What his books needed was some serious and expert editing by people who could whip them into some form without killing his admitted talent.  I think it's obvious that more discipline would have made far more of his talent than he managed to do without it.  I wonder if that's the reason that they seem to be more often consumed through theatrical condensations of them than in the raw, as it were.

If his books would have benefited from Chandler being happier is unknowable but he would have benefitted.   I think a lot of people love the spectacle of bad boy self-destruction in the books.   See the last paragraph above.    But I'll have to read their alleged thinking and I really don't much want to.  Especially such people as the dope who went nuts yesterday.   For the lowest level of kulcha vulchas I don't think it's about much of anything except the fear at seeing my violation of the mandatory, required POV .  If I want that, I'll go over to Duncan's place. It's the house ideology there. 

Not me, I don't enjoy it and now I can't deny what I'm seeing in his books.  I've seen enough of that in real people for it to not be attractive.  Any day now I expect to bury another sibling who has drunk himself into self-destructive dementia.   

There, I said it again. 

*  I don't think it's far removed from racists who reveal their fear of black people and other "others" in their dismissive, racist depictions.  Turning people you fear into sub-humans or, in a true homophobe, a gay man into less of a "man" is a dead giveaway of insecure anxiety.   Chandler pretty much was afraid of everyone, it would seem.

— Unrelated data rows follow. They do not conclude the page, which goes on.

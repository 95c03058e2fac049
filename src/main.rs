// src/main.rs

// Declare modules
mod cli;
mod emitter;
mod metrics;
mod sampler;

use crate::cli::Args;
use crate::emitter::DocumentOptions;
use crate::metrics::renderer::FontdueRenderer;
use anyhow::Context;
use clap::Parser;
use log::info;
use std::fs;
use std::io::{self, Write};

/// Main entry point for the `textpaint` tool.
fn main() -> anyhow::Result<()> {
    // Initialize the logger. Default filter is "info" if RUST_LOG is not set.
    // Diagnostics go to stderr; the generated document alone goes to stdout.
    env_logger::Builder::from_env(env_logger::Env::default().default_filter_or("info"))
        .format_timestamp_micros()
        .init();

    let args = Args::parse();
    info!("{:?}", args);

    let text = fs::read_to_string(&args.textfile)
        .with_context(|| format!("failed to read text file {}", args.textfile.display()))?;
    let text = text.trim();

    // --- Font Metrics Probe ---
    let renderer = FontdueRenderer::new();
    let glyph = metrics::measure_glyph(&renderer, &args.font, args.point_size, &args.probe_file)
        .with_context(|| format!("failed to measure '{}' at {}pt", args.font, args.point_size))?;
    info!("glyph footprint: {}x{} px", glyph.width_px, glyph.height_px);

    // --- Image Sampler ---
    let img = sampler::load_rgb(&args.img)?;
    info!("image loaded: {}x{} px", img.width(), img.height());

    // --- Block Classifier & Emitter ---
    let opts = DocumentOptions {
        font: args.font.clone(),
        point_size: args.point_size,
        h_correction_pt: args.h_correction_pt,
        v_correction_pt: args.v_correction_pt,
    };
    let stdout = io::stdout();
    let mut out = io::BufWriter::new(stdout.lock());
    emitter::render_document(&mut out, &img, glyph, text, &opts)?;
    out.flush().context("failed to flush document to stdout")?;

    Ok(())
}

Update:  Oh, stop. you're making me feel too smug.  Here I tell you my base motives and everything and you still can't stop with the stupid.  

Update 2:  That's one of the problems with your kind of smattering of ignorance,  Edmund Wilson, while a dupe of communism during the 1930s, was never a communist himself.  And, after his trip to the Soviet Union he, like such others as Andre Gide learned, first hand, that it was a totalitarian fascist hell hole and that the same Stalin who American commies like your heroes praised, propagandized and spied for, was the worst of the Czars.  By the time he'd written the frippery I quoted - in nothing like complete agreement - he was an anti-communist, which you might have guessed if a. you had any background knowledge instead of the non-knowledge you've gotten from your Hollywood based non-education and b. if you'd bothered to read the link where he makes a offhand remark about how he was getting the kind of flack from commies that I get from kulcha vulchas of the most vulgar variety. 

5 comments:

  1. Still not gonna admit that I've actually read every word Chandler wrote more than once? Typical. As I said the other day, you're not just a liar, you're a gutless liar.

    Oh, and BTW, I'm having a huge chuckle over your new love affair with Edmund Wilson, Ivy Leaguer and Commie.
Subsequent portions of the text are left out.